--- Provided records ---

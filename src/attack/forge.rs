// Copyright © 2024 The keccak-collision authors
//
// This file is part of keccak-collision.
//
// keccak-collision is free software: you can redistribute it and/or modify it under
// the terms of the Mozilla Public License Version 2.0 as published by the
// Mozilla Foundation. See <https://mozilla.org/en-US/MPL/2.0/>.

//! This module turns a collision on the capacity into a collision of the full hash.
//!
//! If the final states `s_1, s_2` of two messages share their capacity part,
//! they only differ in the rate part, which the next absorbed block controls.
//! Appending `x` to the first and `x ^ s_1 ^ s_2` to the second message
//! results in the same state after the next block and hence in the same digest
//! for every output length.
//!
//! The main references are listed in the following:
//! - \[1\] Bertoni, Guido and Daemen, Joan and Peeters, Michaël and Van Assche, Gilles (2011).
//! Cryptographic sponge functions, Section 5.
//! <https://keccak.team/files/CSF-0.1.pdf>

use super::collision::Collision;
use crate::{
    construction::hash::{HashInto, ReducedKeccak},
    error::SpongeError,
    utils::bytes::{xor, xor_in_place},
};
use serde::{Deserialize, Serialize};
use tracing::{debug, info};

/// Two distinct messages with the same digest under a [`ReducedKeccak`].
///
/// Attributes:
/// - `message_1`: the first message of the collision followed by `suffix_1`
/// - `message_2`: the second message of the collision followed by `suffix_2`
/// - `suffix_1`: the block appended to the first message
/// - `suffix_2`: the block appended to the second message
#[derive(Debug, Clone, PartialEq, Eq, Serialize, Deserialize)]
pub struct ForgedCollision {
    #[serde(with = "hex::serde")]
    pub message_1: Vec<u8>,
    #[serde(with = "hex::serde")]
    pub message_2: Vec<u8>,
    #[serde(with = "hex::serde")]
    pub suffix_1: Vec<u8>,
    #[serde(with = "hex::serde")]
    pub suffix_2: Vec<u8>,
}

impl ForgedCollision {
    /// Hashes both forged messages and compares their digests.
    ///
    /// Parameters:
    /// - `hash`: the hash the collision was forged for
    ///
    /// Returns the common digest or a [`SpongeError`] if the digests differ.
    ///
    /// # Examples
    /// ```
    /// use keccak_collision::attack::collision::{ChainSearch, CollisionSearch};
    /// use keccak_collision::attack::forge::forge_suffixes;
    /// use keccak_collision::construction::hash::ReducedKeccak;
    ///
    /// let hash = ReducedKeccak::with_rate_output(16).unwrap();
    /// let collision = CollisionSearch::new(hash, ChainSearch::default()).run().unwrap();
    /// let forged = forge_suffixes(&collision, &hash, 0x37).unwrap();
    ///
    /// let digest = forged.verify(&hash.with_output_bits(256).unwrap()).unwrap();
    ///
    /// assert_eq!("5b83eea931ad1b5c", hex::encode(&digest[..8]));
    /// ```
    ///
    /// # Errors and Failures
    /// - Returns a [`SpongeError`] of type [`ForgeryMismatch`](SpongeError::ForgeryMismatch)
    /// if both messages are equal or their digests differ.
    pub fn verify(&self, hash: &ReducedKeccak) -> Result<Vec<u8>, SpongeError> {
        if self.message_1 == self.message_2 {
            return Err(SpongeError::ForgeryMismatch(
                "The forged messages are equal.".to_string(),
            ));
        }
        let digest_1 = hash.hash(&self.message_1).digest;
        let digest_2 = hash.hash(&self.message_2).digest;
        if digest_1 != digest_2 {
            return Err(SpongeError::ForgeryMismatch(format!(
                "The forged messages hash to {} and {}.",
                hex::encode(&digest_1),
                hex::encode(&digest_2)
            )));
        }

        debug!(
            output_bits = hash.output_bits(),
            digest = %hex::encode(&digest_1),
            "verified forged collision"
        );
        Ok(digest_1)
    }
}

/// Extends both messages of a capacity collision by one block each,
/// such that the extended messages have the same digest.
///
/// Parameters:
/// - `collision`: two distinct messages whose final states share the capacity part
/// - `hash`: the hash the collision was found for
/// - `marker`: the first byte of `suffix_1`, whose remaining bytes are zero
///
/// Returns the [`ForgedCollision`] with `suffix_2 = suffix_1 ^ s_1 ^ s_2` on the rate part
/// of the final states `s_1, s_2` or a [`SpongeError`] if `collision` can not be extended.
///
/// # Examples
/// ```
/// use keccak_collision::attack::collision::{CollisionSearch, CycleDetection};
/// use keccak_collision::attack::forge::forge_suffixes;
/// use keccak_collision::construction::hash::ReducedKeccak;
///
/// let hash = ReducedKeccak::with_rate_output(16).unwrap();
/// let collision = CollisionSearch::new(hash, CycleDetection::default()).run().unwrap();
///
/// let forged = forge_suffixes(&collision, &hash, 0x37).unwrap();
///
/// assert_ne!(forged.message_1, forged.message_2);
/// assert!(forged.verify(&hash).is_ok());
/// ```
///
/// # Errors and Failures
/// - Returns a [`SpongeError`] of type [`NotACollision`](SpongeError::NotACollision)
/// if both messages are equal or their final states differ on the capacity part.
/// - Returns a [`SpongeError`] of type [`UnalignedMessage`](SpongeError::UnalignedMessage)
/// if the length of one of the messages is not a multiple of the rate.
pub fn forge_suffixes(
    collision: &Collision,
    hash: &ReducedKeccak,
    marker: u8,
) -> Result<ForgedCollision, SpongeError> {
    let (first, second) = (&collision.first, &collision.second);
    let rate_bytes = hash.rate_bytes();
    let capacity_bytes = hash.capacity_bytes();

    if first.message == second.message {
        return Err(SpongeError::NotACollision(
            "Both messages of the collision are equal.".to_string(),
        ));
    }
    if first.final_state.tail(capacity_bytes) != second.final_state.tail(capacity_bytes) {
        return Err(SpongeError::NotACollision(format!(
            "The final states differ on the last {capacity_bytes} bytes."
        )));
    }
    for message in [&first.message, &second.message] {
        if message.len() % rate_bytes != 0 {
            return Err(SpongeError::UnalignedMessage(format!(
                "A message of {} bytes does not end at a block boundary of {rate_bytes} bytes.",
                message.len()
            )));
        }
    }

    let mut suffix_1 = vec![0u8; rate_bytes];
    suffix_1[0] = marker;
    let mut suffix_2 = xor(&suffix_1, &first.final_state.to_bytes()[..rate_bytes]);
    xor_in_place(&mut suffix_2, &second.final_state.to_bytes()[..rate_bytes]);

    info!(
        marker,
        suffix_2 = %hex::encode(&suffix_2),
        "forged suffixes"
    );
    Ok(ForgedCollision {
        message_1: [first.message.as_slice(), &suffix_1].concat(),
        message_2: [second.message.as_slice(), &suffix_2].concat(),
        suffix_1,
        suffix_2,
    })
}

---

◆ **What you are asked to do**: Only a number is wanted here: how many lines of the material contain the string "length".

◆ **Task result**: 2